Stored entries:
•••
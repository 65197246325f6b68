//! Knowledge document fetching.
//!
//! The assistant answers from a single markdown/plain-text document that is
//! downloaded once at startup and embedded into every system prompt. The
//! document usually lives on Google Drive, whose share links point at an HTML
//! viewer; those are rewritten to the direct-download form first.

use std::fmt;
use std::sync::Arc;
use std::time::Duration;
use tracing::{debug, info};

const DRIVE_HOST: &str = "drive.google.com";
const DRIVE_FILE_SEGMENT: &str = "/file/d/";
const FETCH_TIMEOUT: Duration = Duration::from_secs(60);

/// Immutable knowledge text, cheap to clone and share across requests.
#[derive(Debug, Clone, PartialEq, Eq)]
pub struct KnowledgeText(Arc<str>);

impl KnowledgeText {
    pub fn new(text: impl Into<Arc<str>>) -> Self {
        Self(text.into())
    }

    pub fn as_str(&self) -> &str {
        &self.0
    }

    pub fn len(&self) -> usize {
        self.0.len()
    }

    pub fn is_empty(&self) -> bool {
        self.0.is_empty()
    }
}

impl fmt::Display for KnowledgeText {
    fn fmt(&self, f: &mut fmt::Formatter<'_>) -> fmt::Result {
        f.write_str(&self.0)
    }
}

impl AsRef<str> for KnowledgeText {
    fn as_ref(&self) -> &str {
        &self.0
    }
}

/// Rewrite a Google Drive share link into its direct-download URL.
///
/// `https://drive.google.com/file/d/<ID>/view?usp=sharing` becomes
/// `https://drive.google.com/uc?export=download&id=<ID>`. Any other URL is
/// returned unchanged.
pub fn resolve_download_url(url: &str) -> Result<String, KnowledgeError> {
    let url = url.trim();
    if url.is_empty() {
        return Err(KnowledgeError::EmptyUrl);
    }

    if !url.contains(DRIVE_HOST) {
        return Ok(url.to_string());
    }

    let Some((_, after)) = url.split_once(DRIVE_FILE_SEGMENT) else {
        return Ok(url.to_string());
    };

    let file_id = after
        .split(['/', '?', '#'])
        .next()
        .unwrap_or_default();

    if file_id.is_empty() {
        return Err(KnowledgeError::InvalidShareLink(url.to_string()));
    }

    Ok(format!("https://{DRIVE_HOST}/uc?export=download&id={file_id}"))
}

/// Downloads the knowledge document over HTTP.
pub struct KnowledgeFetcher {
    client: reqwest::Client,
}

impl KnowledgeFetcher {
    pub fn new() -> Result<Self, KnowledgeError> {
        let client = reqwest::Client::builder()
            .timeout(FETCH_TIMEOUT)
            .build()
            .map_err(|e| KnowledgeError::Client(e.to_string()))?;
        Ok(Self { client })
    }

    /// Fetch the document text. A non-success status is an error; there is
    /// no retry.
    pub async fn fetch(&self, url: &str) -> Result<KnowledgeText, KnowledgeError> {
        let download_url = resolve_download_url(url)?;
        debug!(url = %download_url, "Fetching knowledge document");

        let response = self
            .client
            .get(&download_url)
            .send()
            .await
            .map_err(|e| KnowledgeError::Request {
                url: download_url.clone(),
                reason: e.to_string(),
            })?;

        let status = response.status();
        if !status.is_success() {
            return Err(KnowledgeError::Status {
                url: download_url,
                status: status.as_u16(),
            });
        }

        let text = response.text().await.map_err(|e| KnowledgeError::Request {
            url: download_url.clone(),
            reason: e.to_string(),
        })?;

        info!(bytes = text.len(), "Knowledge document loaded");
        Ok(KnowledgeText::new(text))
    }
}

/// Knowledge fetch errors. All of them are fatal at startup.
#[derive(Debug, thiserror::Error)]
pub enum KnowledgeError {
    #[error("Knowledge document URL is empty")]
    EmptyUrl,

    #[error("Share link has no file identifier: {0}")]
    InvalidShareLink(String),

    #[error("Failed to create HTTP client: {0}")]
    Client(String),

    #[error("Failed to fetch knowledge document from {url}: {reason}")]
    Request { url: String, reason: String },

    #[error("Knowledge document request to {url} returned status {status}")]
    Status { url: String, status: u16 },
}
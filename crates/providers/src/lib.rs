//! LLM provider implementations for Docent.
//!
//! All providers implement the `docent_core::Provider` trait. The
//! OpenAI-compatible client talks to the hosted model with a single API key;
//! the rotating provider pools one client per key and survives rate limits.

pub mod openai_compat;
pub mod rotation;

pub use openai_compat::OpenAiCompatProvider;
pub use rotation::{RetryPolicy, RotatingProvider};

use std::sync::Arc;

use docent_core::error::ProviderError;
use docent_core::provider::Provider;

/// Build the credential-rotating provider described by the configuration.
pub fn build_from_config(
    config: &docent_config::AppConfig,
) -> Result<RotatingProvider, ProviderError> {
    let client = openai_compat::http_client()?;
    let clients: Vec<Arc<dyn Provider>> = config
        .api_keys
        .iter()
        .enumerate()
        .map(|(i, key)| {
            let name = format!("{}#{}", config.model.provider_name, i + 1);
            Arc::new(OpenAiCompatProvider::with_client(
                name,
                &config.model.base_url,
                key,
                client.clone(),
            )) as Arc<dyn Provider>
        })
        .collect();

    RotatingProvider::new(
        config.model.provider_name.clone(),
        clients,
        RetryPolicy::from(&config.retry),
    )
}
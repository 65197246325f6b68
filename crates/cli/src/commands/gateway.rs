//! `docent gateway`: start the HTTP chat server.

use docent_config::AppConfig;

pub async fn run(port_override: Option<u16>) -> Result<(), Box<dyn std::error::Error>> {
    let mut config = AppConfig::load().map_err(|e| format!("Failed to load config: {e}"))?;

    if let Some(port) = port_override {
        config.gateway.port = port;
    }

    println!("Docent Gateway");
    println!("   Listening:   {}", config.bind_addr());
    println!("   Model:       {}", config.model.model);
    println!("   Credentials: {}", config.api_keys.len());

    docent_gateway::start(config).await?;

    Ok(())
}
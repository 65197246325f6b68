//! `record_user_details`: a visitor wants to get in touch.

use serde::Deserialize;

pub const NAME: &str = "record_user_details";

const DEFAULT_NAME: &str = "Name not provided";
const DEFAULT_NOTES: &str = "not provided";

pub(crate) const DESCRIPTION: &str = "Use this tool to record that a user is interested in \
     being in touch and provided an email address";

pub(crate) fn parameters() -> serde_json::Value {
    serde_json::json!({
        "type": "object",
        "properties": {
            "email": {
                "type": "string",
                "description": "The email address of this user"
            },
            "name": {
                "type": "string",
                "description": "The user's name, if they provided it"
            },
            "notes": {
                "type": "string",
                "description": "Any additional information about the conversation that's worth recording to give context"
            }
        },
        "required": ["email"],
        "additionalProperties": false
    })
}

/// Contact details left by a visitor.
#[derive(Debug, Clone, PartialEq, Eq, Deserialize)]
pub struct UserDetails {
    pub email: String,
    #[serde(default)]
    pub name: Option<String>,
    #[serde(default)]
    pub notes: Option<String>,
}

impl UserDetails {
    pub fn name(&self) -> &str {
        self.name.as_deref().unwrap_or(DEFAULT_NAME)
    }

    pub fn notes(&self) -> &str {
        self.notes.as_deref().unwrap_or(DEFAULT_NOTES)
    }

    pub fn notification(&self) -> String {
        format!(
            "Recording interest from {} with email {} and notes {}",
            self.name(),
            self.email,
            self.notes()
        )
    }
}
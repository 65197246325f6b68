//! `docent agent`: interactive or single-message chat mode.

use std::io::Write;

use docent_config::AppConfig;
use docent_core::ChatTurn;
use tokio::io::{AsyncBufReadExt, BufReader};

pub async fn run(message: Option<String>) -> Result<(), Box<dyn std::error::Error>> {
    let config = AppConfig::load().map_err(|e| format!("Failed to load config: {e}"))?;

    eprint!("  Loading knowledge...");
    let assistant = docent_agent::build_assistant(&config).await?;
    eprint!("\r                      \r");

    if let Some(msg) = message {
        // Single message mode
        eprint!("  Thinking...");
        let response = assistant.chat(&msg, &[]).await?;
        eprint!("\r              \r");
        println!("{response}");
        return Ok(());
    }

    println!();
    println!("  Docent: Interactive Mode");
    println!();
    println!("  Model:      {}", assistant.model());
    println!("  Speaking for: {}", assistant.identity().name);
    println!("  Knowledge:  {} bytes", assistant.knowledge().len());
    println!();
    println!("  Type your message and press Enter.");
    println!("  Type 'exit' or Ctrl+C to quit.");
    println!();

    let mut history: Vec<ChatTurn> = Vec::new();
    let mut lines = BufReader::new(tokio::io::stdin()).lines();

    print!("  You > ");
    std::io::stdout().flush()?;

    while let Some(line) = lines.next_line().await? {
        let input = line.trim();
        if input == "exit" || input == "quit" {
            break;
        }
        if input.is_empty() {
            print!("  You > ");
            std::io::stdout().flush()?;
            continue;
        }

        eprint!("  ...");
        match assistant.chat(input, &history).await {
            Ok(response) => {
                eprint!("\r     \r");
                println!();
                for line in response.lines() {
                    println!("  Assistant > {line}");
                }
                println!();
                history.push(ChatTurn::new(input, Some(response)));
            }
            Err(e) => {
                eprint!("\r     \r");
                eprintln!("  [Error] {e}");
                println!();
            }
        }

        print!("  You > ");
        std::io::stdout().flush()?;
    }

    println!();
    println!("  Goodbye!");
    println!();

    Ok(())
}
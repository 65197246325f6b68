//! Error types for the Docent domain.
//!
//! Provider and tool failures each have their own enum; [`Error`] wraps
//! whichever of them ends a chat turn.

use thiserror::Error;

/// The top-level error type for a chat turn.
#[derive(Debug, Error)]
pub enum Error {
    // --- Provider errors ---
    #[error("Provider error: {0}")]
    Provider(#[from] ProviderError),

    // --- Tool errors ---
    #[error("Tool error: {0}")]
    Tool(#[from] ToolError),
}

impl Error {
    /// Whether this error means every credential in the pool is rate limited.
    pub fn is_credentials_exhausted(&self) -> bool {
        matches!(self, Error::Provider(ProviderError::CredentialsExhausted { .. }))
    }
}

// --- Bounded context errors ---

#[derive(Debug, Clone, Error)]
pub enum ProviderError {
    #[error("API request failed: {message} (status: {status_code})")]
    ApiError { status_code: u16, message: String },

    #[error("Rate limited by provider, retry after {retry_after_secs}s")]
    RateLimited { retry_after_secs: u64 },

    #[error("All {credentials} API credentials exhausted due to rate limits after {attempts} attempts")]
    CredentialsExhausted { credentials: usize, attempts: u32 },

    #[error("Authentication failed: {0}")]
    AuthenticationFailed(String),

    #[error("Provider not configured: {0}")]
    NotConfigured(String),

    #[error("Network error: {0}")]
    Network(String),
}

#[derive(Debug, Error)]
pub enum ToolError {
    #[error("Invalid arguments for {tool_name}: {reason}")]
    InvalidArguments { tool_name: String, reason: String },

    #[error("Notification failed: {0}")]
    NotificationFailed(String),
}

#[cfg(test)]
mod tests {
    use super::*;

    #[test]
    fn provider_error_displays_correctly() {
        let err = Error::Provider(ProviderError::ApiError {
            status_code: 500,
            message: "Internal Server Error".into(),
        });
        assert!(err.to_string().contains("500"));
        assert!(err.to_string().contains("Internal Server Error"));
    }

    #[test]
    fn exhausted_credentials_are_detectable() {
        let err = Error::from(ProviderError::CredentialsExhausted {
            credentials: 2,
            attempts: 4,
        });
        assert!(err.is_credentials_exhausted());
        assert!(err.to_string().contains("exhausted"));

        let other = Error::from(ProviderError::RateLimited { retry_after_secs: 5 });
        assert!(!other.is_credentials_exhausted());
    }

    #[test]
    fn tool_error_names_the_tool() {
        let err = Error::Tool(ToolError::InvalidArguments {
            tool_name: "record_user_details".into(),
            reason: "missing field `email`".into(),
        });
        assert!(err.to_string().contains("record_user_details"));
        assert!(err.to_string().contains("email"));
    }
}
•••
TASK INSTRUCTIONS: The answer is the records above restated word for word from their opening line through the line that holds "const FETCH_TIMEOUT: Duration", both included, and nothing else.

FINISHED TASK:
repository 65197246325f6b68
//! Knowledge document fetching.
//!
//! The assistant answers from a single markdown/plain-text document that is
//! downloaded once at startup and embedded into every system prompt. The
//! document usually lives on Google Drive, whose share links point at an HTML
//! viewer; those are rewritten to the direct-download form first.

use std::fmt;
use std::sync::Arc;
use std::time::Duration;
use tracing::{debug, info};

const DRIVE_HOST: &str = "drive.google.com";
const DRIVE_FILE_SEGMENT: &str = "/file/d/";
const FETCH_TIMEOUT: Duration = Duration::from_secs(60);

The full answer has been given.